Stochastic Gaussian reward function approximator object for neural network-based environment

Since R2022a

    Description

    When creating a neural network-based environment using rlNeuralNetworkEnvironment, you can specify the reward function approximator using an rlContinuousDeterministicRewardFunction object. Do so when you do not know a ground-truth reward signal for your environment and you expect the reward signal to be stochastic.

    The reward function object uses a deep neural network as internal approximation model to predict the reward signal for the environment given one of the following input combinations.

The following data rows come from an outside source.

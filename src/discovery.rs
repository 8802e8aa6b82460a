//! Discovery Module
//!
//! Finds component sources under a directory and transforms them in parallel.

use rayon::prelude::*;
use serde::{Deserialize, Serialize};
use std::fs;
use std::path::{Path, PathBuf};
use tracing::{debug, info, warn};
use walkdir::WalkDir;

use crate::cache::IncrementalCache;
use crate::parse::parse_component;
use crate::transform::{transform_source, TransformOptions, TransformOutput};
use crate::validate::{CompilerError, ComponentIR, ERR_IO};

/// Extensions of component sources.
const COMPONENT_EXTENSIONS: &[&str] = &["jsx", "tsx"];

#[derive(Debug, Clone, Default, Serialize, Deserialize)]
#[serde(rename_all = "camelCase")]
pub struct BatchReport {
    pub outputs: Vec<(PathBuf, TransformOutput)>,
    pub failures: Vec<(PathBuf, CompilerError)>,
}

impl BatchReport {
    pub fn diagnostic_count(&self) -> usize {
        self.outputs.iter().map(|(_, o)| o.diagnostics.len()).sum()
    }
}

pub fn find_component_files(dir: &Path) -> Vec<PathBuf> {
    let mut files = Vec::new();

    for entry in WalkDir::new(dir).follow_links(true) {
        if let Ok(entry) = entry {
            let path = entry.path();
            if path.is_file() {
                if let Some(ext) = path.extension().and_then(|e| e.to_str()) {
                    if COMPONENT_EXTENSIONS.contains(&ext) {
                        files.push(path.to_path_buf());
                    }
                }
            }
        }
    }

    files.sort();
    files
}

/// First style import of the component that exists next to it.
pub fn companion_stylesheet(path: &Path, component: &ComponentIR) -> Option<PathBuf> {
    let dir = path.parent().unwrap_or_else(|| Path::new("."));
    component
        .style_imports
        .iter()
        .map(|import| dir.join(import))
        .find(|candidate| candidate.is_file())
}

fn io_error(path: &Path, e: std::io::Error) -> CompilerError {
    CompilerError::new(
        ERR_IO,
        &format!("Failed to read file: {}", e),
        &path.to_string_lossy(),
        0,
        0,
    )
}

/// Read one component and its stylesheet, then transform it, consulting the
/// cache when one is given.
pub fn transform_file(
    path: &Path,
    options: &TransformOptions,
    cache: Option<&IncrementalCache>,
) -> Result<TransformOutput, CompilerError> {
    let path_str = path.to_string_lossy().to_string();
    let source = fs::read_to_string(path).map_err(|e| io_error(path, e))?;

    // Parsed once up front to find the stylesheet import.
    let component = parse_component(&source, &path_str, options)?;
    let stylesheet = match companion_stylesheet(path, &component) {
        Some(sheet_path) => {
            Some(fs::read_to_string(&sheet_path).map_err(|e| io_error(&sheet_path, e))?)
        }
        None => {
            if !component.style_imports.is_empty() {
                debug!(file = path_str.as_str(), imports = ?component.style_imports, "stylesheet not found");
            }
            None
        }
    };

    let options_json = serde_json::to_string(options).unwrap_or_default();
    let hash = IncrementalCache::compute_hash(&[
        source.as_str(),
        stylesheet.as_deref().unwrap_or_default(),
        options_json.as_str(),
    ]);
    if let Some(hit) = cache.and_then(|c| c.get(&path_str, &hash)) {
        debug!(file = path_str.as_str(), "cache hit");
        return Ok(hit);
    }

    let output = transform_source(&source, &path_str, stylesheet.as_deref(), options)?;
    if let Some(cache) = cache {
        cache.set(&path_str, &hash, &output);
    }
    Ok(output)
}

pub fn transform_directory(
    dir: &Path,
    options: &TransformOptions,
    cache: Option<&IncrementalCache>,
) -> BatchReport {
    let files = find_component_files(dir);
    info!(dir = %dir.display(), files = files.len(), "transforming components");

    let results: Vec<(PathBuf, Result<TransformOutput, CompilerError>)> = files
        .into_par_iter()
        .map(|path| {
            let result = transform_file(&path, options, cache);
            (path, result)
        })
        .collect();

    let mut report = BatchReport::default();
    for (path, result) in results {
        match result {
            Ok(output) => report.outputs.push((path, output)),
            Err(e) => {
                warn!(file = %path.display(), error = %e, "component failed");
                report.failures.push((path, e));
            }
        }
    }
    report.outputs.sort_by(|a, b| a.0.cmp(&b.0));
    report.failures.sort_by(|a, b| a.0.cmp(&b.0));
    report
}

#[cfg(test)]
mod tests {
    use super::*;

    fn write(dir: &Path, name: &str, contents: &str) -> PathBuf {
        let path = dir.join(name);
        if let Some(parent) = path.parent() {
            fs::create_dir_all(parent).unwrap();
        }
        fs::write(&path, contents).unwrap();
        path
    }

    #[test]
    fn test_find_component_files_sorted() {
        let dir = tempfile::tempdir().unwrap();
        write(dir.path(), "b/index.tsx", "");
        write(dir.path(), "a/index.jsx", "");
        write(dir.path(), "a/index.scss", "");
        write(dir.path(), "a/util.js", "");

        let files = find_component_files(dir.path());
        let names: Vec<_> = files
            .iter()
            .map(|p| p.strip_prefix(dir.path()).unwrap().to_string_lossy().replace('\\', "/"))
            .collect();
        assert_eq!(names, vec!["a/index.jsx", "b/index.tsx"]);
    }

    #[test]
    fn test_transform_directory_with_stylesheet() {
        let dir = tempfile::tempdir().unwrap();
        write(
            dir.path(),
            "page/index.jsx",
            "import './index.scss'\nexport default () => <View className='a' />\n",
        );
        write(dir.path(), "page/index.scss", ".a { color: red; }");
        write(dir.path(), "broken/index.jsx", "export default () => <View");

        let cache_dir = tempfile::tempdir().unwrap();
        let cache = IncrementalCache::new(cache_dir.path());
        let report = transform_directory(dir.path(), &TransformOptions::default(), Some(&cache));

        assert_eq!(report.outputs.len(), 1);
        assert!(report.outputs[0].1.code.contains(r#"style="color:red;""#));
        assert_eq!(report.failures.len(), 1);
        assert!(report.failures[0].0.ends_with("broken/index.jsx"));

        // Second run is served from the cache and must be identical.
        let again = transform_directory(dir.path(), &TransformOptions::default(), Some(&cache));
        assert_eq!(again.outputs[0].1.code, report.outputs[0].1.code);
    }

    #[test]
    fn test_missing_file_is_io_error() {
        let err = transform_file(Path::new("/nonexistent/x.jsx"), &TransformOptions::default(), None)
            .unwrap_err();
        assert_eq!(err.code, ERR_IO);
    }
}
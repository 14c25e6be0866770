//! Typed data client.
//!
//! Pages talk to the backend through two traits: [`EntityApi`] for per-entity
//! CRUD and [`AnalyticsApi`] for the report endpoints. [`HttpClient`] speaks
//! the backend's procedure-style HTTP API; [`SnapshotClient`] serves the same
//! calls from an in-memory snapshot (offline CLI use and tests).

use async_trait::async_trait;
use chrono::NaiveDate;
use serde::de::DeserializeOwned;
use serde::{Deserialize, Serialize};

use crate::aggregate::{DailyRollup, WeeklyRollup};
use crate::error::AppError;
use crate::types::{Company, Contact, Document, Employee, Meeting, PayrollRecord, Task};

pub mod http;
pub mod snapshot;

pub use http::{DownloadedFile, HttpClient};
pub use snapshot::{Snapshot, SnapshotClient};

/// A record the backend exposes under its own procedure router.
pub trait Entity: Serialize + DeserializeOwned + Clone + Send + Sync + 'static {
    /// Router name, e.g. `meetings` for `meetings.list`.
    const ROUTER: &'static str;

    fn id(&self) -> &str;
    fn set_id(&mut self, id: String);
}

macro_rules! impl_entity {
    ($($ty:ty => $router:literal),* $(,)?) => {
        $(
            impl Entity for $ty {
                const ROUTER: &'static str = $router;

                fn id(&self) -> &str {
                    &self.id
                }

                fn set_id(&mut self, id: String) {
                    self.id = id;
                }
            }
        )*
    };
}

impl_entity! {
    Meeting => "meetings",
    Task => "tasks",
    Company => "companies",
    Contact => "contacts",
    Employee => "employees",
    PayrollRecord => "payroll",
    Document => "documents",
}

/// Fully qualified procedure name, e.g. `meetings.getById`.
pub fn procedure<T: Entity>(operation: &str) -> String {
    format!("{}.{}", T::ROUTER, operation)
}

#[async_trait]
pub trait EntityApi<T: Entity>: Send + Sync {
    async fn list(&self) -> Result<Vec<T>, AppError>;
    async fn get_by_id(&self, id: &str) -> Result<T, AppError>;
    /// Returns the stored record, with its server-assigned id.
    async fn create(&self, record: T) -> Result<T, AppError>;
    async fn update(&self, record: T) -> Result<T, AppError>;
    async fn delete(&self, id: &str) -> Result<(), AppError>;
}

/// Headline numbers for the dashboard stats widget.
#[derive(Debug, Clone, Default, PartialEq, Eq, Serialize, Deserialize)]
#[serde(rename_all = "camelCase")]
pub struct DashboardStats {
    pub company_count: usize,
    pub contact_count: usize,
    pub meeting_count: usize,
    pub meetings_this_week: usize,
    pub open_task_count: usize,
    pub overdue_task_count: usize,
}

#[async_trait]
pub trait AnalyticsApi: Send + Sync {
    async fn dashboard(&self) -> Result<DashboardStats, AppError>;
    async fn daily_summary(&self, date: NaiveDate) -> Result<DailyRollup, AppError>;
    async fn weekly_summary(&self, week_start: NaiveDate) -> Result<WeeklyRollup, AppError>;
}

#[cfg(test)]
mod tests {
    use super::*;

    #[test]
    fn test_procedure_names() {
        assert_eq!(procedure::<Meeting>("list"), "meetings.list");
        assert_eq!(procedure::<PayrollRecord>("getById"), "payroll.getById");
        assert_eq!(procedure::<Contact>("delete"), "contacts.delete");
    }

    #[test]
    fn test_set_id() {
        let mut task = Task::default();
        task.set_id("t-9".to_string());
        assert_eq!(Entity::id(&task), "t-9");
    }
}
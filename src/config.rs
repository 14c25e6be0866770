//! User configuration at `~/.omniscope/config.json`.
//!
//! Every field has a default, so a missing or partial file still yields a
//! usable `Config`.

use std::fs;
use std::path::{Path, PathBuf};

use chrono_tz::Tz;
use serde::{Deserialize, Serialize};

#[derive(Debug, Clone, PartialEq, Serialize, Deserialize)]
#[serde(rename_all = "camelCase")]
pub struct Config {
    /// Backend origin, e.g. `https://crm.example.com`.
    #[serde(default, skip_serializing_if = "Option::is_none")]
    pub api_base_url: Option<String>,
    /// Bearer token sent with every request.
    #[serde(default, skip_serializing_if = "Option::is_none")]
    pub api_token: Option<String>,
    /// IANA timezone used to decide which day/week a timestamp belongs to.
    #[serde(default = "default_timezone")]
    pub timezone: String,
    /// How many entries the top-N rollup lists keep.
    #[serde(default = "default_top_n")]
    pub top_n: usize,
    /// Overrides `~/.omniscope/omniscope.db`.
    #[serde(default, skip_serializing_if = "Option::is_none")]
    pub db_path: Option<String>,
    /// Request timeout for the remote client.
    #[serde(default = "default_request_timeout_secs")]
    pub request_timeout_secs: u64,
}

fn default_timezone() -> String {
    "UTC".to_string()
}

fn default_top_n() -> usize {
    5
}

fn default_request_timeout_secs() -> u64 {
    30
}

impl Default for Config {
    fn default() -> Self {
        Self {
            api_base_url: None,
            api_token: None,
            timezone: default_timezone(),
            top_n: default_top_n(),
            db_path: None,
            request_timeout_secs: default_request_timeout_secs(),
        }
    }
}

impl Config {
    /// Parsed timezone; unknown names fall back to UTC.
    pub fn tz(&self) -> Tz {
        match self.timezone.parse::<Tz>() {
            Ok(tz) => tz,
            Err(_) => {
                log::warn!("Unknown timezone '{}'; using UTC", self.timezone);
                Tz::UTC
            }
        }
    }

    pub fn db_path(&self) -> Option<PathBuf> {
        self.db_path.as_deref().map(PathBuf::from)
    }
}

/// Get the canonical config file path (~/.omniscope/config.json)
pub fn config_path() -> Result<PathBuf, String> {
    let home = dirs::home_dir().ok_or("Could not find home directory")?;
    Ok(home.join(".omniscope").join("config.json"))
}

/// Load configuration from ~/.omniscope/config.json
pub fn load_config() -> Result<Config, String> {
    load_config_from(&config_path()?)
}

/// Load configuration from an explicit path. A missing file yields defaults.
pub fn load_config_from(path: &Path) -> Result<Config, String> {
    if !path.exists() {
        log::info!("No config at {}; using defaults", path.display());
        return Ok(Config::default());
    }

    let content =
        fs::read_to_string(path).map_err(|e| format!("Failed to read config: {}", e))?;

    serde_json::from_str(&content).map_err(|e| format!("Failed to parse config: {}", e))
}

/// Load `path`, apply the mutator, and write the result back.
///
/// Creates the file (and its directory) on first use.
pub fn create_or_update_config(
    path: &Path,
    mutator: impl FnOnce(&mut Config),
) -> Result<Config, String> {
    let mut config = load_config_from(path)?;
    mutator(&mut config);

    if let Some(parent) = path.parent() {
        if !parent.exists() {
            fs::create_dir_all(parent)
                .map_err(|e| format!("Failed to create config dir: {}", e))?;
        }
    }

    let content = serde_json::to_string_pretty(&config)
        .map_err(|e| format!("Failed to serialize config: {}", e))?;
    fs::write(path, content).map_err(|e| format!("Failed to write config: {}", e))?;

    Ok(config)
}

#[cfg(test)]
mod tests {
    use super::*;

    #[test]
    fn test_missing_file_yields_defaults() {
        let dir = tempfile::tempdir().unwrap();
        let config = load_config_from(&dir.path().join("config.json")).unwrap();
        assert_eq!(config, Config::default());
        assert_eq!(config.top_n, 5);
        assert_eq!(config.tz(), Tz::UTC);
    }

    #[test]
    fn test_partial_file_fills_defaults() {
        let dir = tempfile::tempdir().unwrap();
        let path = dir.path().join("config.json");
        fs::write(&path, r#"{"apiBaseUrl": "https://crm.example.com", "timezone": "Europe/London"}"#)
            .unwrap();

        let config = load_config_from(&path).unwrap();
        assert_eq!(config.api_base_url.as_deref(), Some("https://crm.example.com"));
        assert_eq!(config.tz(), chrono_tz::Europe::London);
        assert_eq!(config.request_timeout_secs, 30);
    }

    #[test]
    fn test_invalid_json_is_an_error() {
        let dir = tempfile::tempdir().unwrap();
        let path = dir.path().join("config.json");
        fs::write(&path, "{").unwrap();
        assert!(load_config_from(&path).unwrap_err().contains("Failed to parse config"));
    }

    #[test]
    fn test_unknown_timezone_falls_back_to_utc() {
        let config = Config {
            timezone: "Mars/Olympus".to_string(),
            ..Config::default()
        };
        assert_eq!(config.tz(), Tz::UTC);
    }

    #[test]
    fn test_create_or_update_writes_file() {
        let dir = tempfile::tempdir().unwrap();
        let path = dir.path().join("nested").join("config.json");

        let config = create_or_update_config(&path, |c| c.top_n = 3).unwrap();
        assert_eq!(config.top_n, 3);

        let updated = create_or_update_config(&path, |c| c.timezone = "Asia/Tokyo".into()).unwrap();
        assert_eq!(updated.top_n, 3, "earlier edits survive");
        assert_eq!(load_config_from(&path).unwrap(), updated);
    }
}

    • Observations, actions, and next observations

    • Observations and actions

    • Actions and next observations

    • Next observations

    To specify a deterministic reward function approximator, use an rlContinuousDeterministicRewardFunction object.

    Creation

    Description

    rwdFcnAppx = rlContinuousGaussianRewardFunction(net,observationInfo,actionInfo,Name=Value) creates a stochastic reward function using the deep neural network net and sets the ObservationInfo and ActionInfo properties.

    When creating a reward function you must specify the names of the deep neural network inputs using one of the following combinations of name-value pair arguments.

    You must also specify the names of the deep neural network outputs using the RewardMeanOutputName and RewardStandardDeviationOutputName name-value pair arguments.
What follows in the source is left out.